=== Begin Enclosure ===

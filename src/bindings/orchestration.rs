use std::sync::Arc;

use serde_json::Value;
use tracing::debug;

use super::parameter::{BoundValue, ParameterDescriptor};
use super::{
    Access, BindingContract, BindingData, BindingValue, ContractType, TriggerBinding, TriggerBindingProvider,
    TriggerData, TriggerValue, ValueBinder,
};
use crate::error::Error;
use crate::invocation::OrchestrationInvocation;
use crate::{RETURN_BINDING, TriggerAttribute, TriggerKind};

/// Resolves orchestration-trigger parameters. The parameter must be the
/// orchestration context itself (or "any").
#[derive(Debug, Clone, Default)]
pub struct OrchestrationTriggerBindingProvider;

impl OrchestrationTriggerBindingProvider {
    pub fn new() -> Self {
        Self
    }
}

impl TriggerBindingProvider for OrchestrationTriggerBindingProvider {
    fn kind(&self) -> TriggerKind {
        TriggerKind::Orchestration
    }

    fn try_create(&self, descriptor: &ParameterDescriptor) -> Result<Option<Arc<dyn TriggerBinding>>, Error> {
        let Some(attribute) = descriptor
            .trigger
            .as_ref()
            .filter(|t| t.kind() == TriggerKind::Orchestration)
        else {
            return Ok(None);
        };

        let ty = &descriptor.parameter_type;
        if !ty.is_any() && !ty.is::<OrchestrationInvocation>() {
            return Err(Error::configuration(format!(
                "Orchestration triggers cannot be bound to {}; use the orchestration context type",
                ty.name()
            )));
        }

        let binding = OrchestrationTriggerBinding {
            name: attribute.effective_name(&descriptor.function_name).to_string(),
            attribute: attribute.clone(),
            parameter: descriptor.clone(),
            contract: BindingContract::new().with(RETURN_BINDING, ContractType::Any, Access::WriteOnly),
        };
        debug!(
            target: "durable_functions::bindings",
            function = %binding.name,
            "created orchestration trigger binding"
        );
        Ok(Some(Arc::new(binding)))
    }
}

pub struct OrchestrationTriggerBinding {
    name: String,
    attribute: TriggerAttribute,
    parameter: ParameterDescriptor,
    contract: BindingContract,
}

impl TriggerBinding for OrchestrationTriggerBinding {
    fn kind(&self) -> TriggerKind {
        TriggerKind::Orchestration
    }

    fn function_name(&self) -> &str {
        &self.name
    }

    fn version(&self) -> Option<&str> {
        self.attribute.version()
    }

    fn trigger_value_type(&self) -> &'static str {
        std::any::type_name::<OrchestrationInvocation>()
    }

    fn binding_data_contract(&self) -> &BindingContract {
        &self.contract
    }

    fn parameter(&self) -> &ParameterDescriptor {
        &self.parameter
    }

    fn bind(&self, value: TriggerValue) -> Result<TriggerData, Error> {
        let TriggerValue::Orchestration(invocation) = value else {
            return Err(Error::configuration(format!(
                "orchestration function '{}' was handed an activity trigger value",
                self.name
            )));
        };

        let mut binding_data = BindingData::new();
        binding_data.insert(
            RETURN_BINDING,
            BindingValue::Binder(Arc::new(OrchestrationReturnValueBinder {
                invocation: invocation.clone(),
            })),
        );

        Ok(TriggerData {
            value: BoundValue::new(invocation),
            binding_data,
        })
    }
}

/// `$return` sink for orchestrations: first write wins, later writes are skipped.
pub struct OrchestrationReturnValueBinder {
    invocation: OrchestrationInvocation,
}

impl OrchestrationReturnValueBinder {
    pub fn new(invocation: OrchestrationInvocation) -> Self {
        Self { invocation }
    }
}

impl ValueBinder for OrchestrationReturnValueBinder {
    fn write(&self, value: &Value) -> Result<(), Error> {
        self.invocation.set_output_if_unset(value).map(|_| ())
    }

    fn to_display_string(&self) -> Option<String> {
        self.invocation.serialized_output()
    }
}

#[cfg(test)]
mod tests {
    use super::*;
    use crate::bindings::ParameterType;
    use crate::invocation::ActivityInvocation;
    use serde_json::json;

    fn invocation() -> OrchestrationInvocation {
        OrchestrationInvocation::new("Hub", "HelloSequence", None, "abc")
    }

    #[test]
    fn passes_context_through_with_return_slot() {
        let binding = OrchestrationTriggerBindingProvider
            .try_create(&ParameterDescriptor::orchestration("HelloSequence"))
            .unwrap()
            .unwrap();
        assert_eq!(binding.function_name(), "HelloSequence");
        assert_eq!(binding.binding_data_contract().len(), 1);

        let ctx = invocation();
        let data = binding.bind(TriggerValue::Orchestration(ctx.clone())).unwrap();
        let (bound, slots) = data.take_value::<OrchestrationInvocation>().unwrap();
        assert_eq!(bound.instance_id(), "abc");
        assert!(slots.instance_id().is_none());

        ctx.set_output("from body").unwrap();
        let binder = slots.return_binder().unwrap();
        binder.write(&json!("from return")).unwrap();
        assert_eq!(binder.to_display_string().as_deref(), Some("\"from body\""));
        assert!(binder.read().is_err());
    }

    #[test]
    fn rejects_non_context_parameter() {
        let d = ParameterDescriptor::new("Run", "ctx", ParameterType::of::<String>())
            .with_trigger(TriggerAttribute::orchestration());
        let err = OrchestrationTriggerBindingProvider.try_create(&d).err().unwrap();
        assert!(err.is_configuration());

        let d = ParameterDescriptor::new("Run", "ctx", ParameterType::any())
            .with_trigger(TriggerAttribute::orchestration());
        assert!(OrchestrationTriggerBindingProvider.try_create(&d).unwrap().is_some());
    }

    #[test]
    fn wrong_trigger_value_kind() {
        let binding = OrchestrationTriggerBindingProvider
            .try_create(&ParameterDescriptor::orchestration("Run"))
            .unwrap()
            .unwrap();
        let err = binding
            .bind(TriggerValue::Activity(Arc::new(ActivityInvocation::new("i", "[]"))))
            .unwrap_err();
        assert!(err.is_configuration());
    }
}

=== End Enclosure ===

Problem details
Your task is to list each line of the records with the word "BoundValue".

Answer to this exercise
use super::parameter::{BoundValue, ParameterDescriptor};
            value: BoundValue::new(invocation),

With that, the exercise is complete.